What this task involves
Find all the lines in the material below with the word "internal", and copy them.

Start of Record set

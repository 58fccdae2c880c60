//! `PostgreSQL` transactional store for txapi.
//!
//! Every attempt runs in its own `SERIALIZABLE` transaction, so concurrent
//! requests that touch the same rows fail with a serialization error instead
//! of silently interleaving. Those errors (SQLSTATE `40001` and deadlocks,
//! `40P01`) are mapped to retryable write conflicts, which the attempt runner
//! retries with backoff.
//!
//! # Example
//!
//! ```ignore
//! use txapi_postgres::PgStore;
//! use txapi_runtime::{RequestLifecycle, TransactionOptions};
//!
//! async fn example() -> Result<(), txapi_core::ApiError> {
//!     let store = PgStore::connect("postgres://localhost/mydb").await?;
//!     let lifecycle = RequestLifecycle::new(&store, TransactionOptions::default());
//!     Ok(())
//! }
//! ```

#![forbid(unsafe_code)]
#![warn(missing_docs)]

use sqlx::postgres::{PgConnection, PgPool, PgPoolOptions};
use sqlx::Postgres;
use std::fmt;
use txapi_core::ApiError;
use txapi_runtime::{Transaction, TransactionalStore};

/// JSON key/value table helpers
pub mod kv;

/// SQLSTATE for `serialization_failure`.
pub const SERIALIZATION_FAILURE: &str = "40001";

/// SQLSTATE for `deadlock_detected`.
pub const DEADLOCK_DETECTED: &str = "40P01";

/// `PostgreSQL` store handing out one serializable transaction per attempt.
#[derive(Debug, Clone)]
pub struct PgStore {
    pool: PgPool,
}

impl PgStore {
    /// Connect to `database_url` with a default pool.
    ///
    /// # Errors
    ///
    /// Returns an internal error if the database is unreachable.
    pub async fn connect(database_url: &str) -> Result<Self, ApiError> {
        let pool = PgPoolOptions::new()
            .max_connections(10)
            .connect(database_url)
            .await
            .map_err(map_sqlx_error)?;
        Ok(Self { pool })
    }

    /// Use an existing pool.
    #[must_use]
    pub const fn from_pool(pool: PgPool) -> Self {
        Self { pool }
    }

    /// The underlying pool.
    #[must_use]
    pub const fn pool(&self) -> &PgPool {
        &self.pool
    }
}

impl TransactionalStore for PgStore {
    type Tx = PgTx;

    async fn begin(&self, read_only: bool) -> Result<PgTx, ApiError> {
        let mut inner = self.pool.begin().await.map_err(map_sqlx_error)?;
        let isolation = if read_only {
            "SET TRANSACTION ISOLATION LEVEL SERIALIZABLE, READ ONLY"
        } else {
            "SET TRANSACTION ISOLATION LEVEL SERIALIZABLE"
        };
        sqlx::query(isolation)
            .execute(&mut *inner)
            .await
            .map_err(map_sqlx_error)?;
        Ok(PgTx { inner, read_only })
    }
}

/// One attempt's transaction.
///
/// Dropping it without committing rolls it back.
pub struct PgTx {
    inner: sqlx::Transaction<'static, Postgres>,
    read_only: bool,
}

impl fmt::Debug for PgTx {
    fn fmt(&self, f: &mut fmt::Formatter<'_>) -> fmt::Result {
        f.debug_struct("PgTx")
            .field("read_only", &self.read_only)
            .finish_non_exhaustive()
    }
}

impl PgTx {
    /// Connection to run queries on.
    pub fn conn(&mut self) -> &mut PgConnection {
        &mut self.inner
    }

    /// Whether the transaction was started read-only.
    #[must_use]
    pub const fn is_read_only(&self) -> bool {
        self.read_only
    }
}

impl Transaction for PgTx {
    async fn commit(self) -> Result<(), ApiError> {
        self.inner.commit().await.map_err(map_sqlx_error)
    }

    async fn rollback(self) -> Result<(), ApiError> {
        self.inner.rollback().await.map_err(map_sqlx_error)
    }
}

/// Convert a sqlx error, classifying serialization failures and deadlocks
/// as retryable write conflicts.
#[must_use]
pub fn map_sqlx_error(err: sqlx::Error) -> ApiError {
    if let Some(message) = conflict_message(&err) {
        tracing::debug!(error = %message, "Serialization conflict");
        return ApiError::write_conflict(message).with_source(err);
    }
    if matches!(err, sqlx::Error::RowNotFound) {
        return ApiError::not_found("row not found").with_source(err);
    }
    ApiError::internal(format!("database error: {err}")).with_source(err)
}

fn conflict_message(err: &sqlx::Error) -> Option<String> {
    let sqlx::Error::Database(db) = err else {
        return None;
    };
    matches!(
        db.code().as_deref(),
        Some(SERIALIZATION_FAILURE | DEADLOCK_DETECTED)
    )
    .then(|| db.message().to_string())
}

End of Record set

The answer
    /// Returns an internal error if the database is unreachable.
    ApiError::internal(format!("database error: {err}")).with_source(err)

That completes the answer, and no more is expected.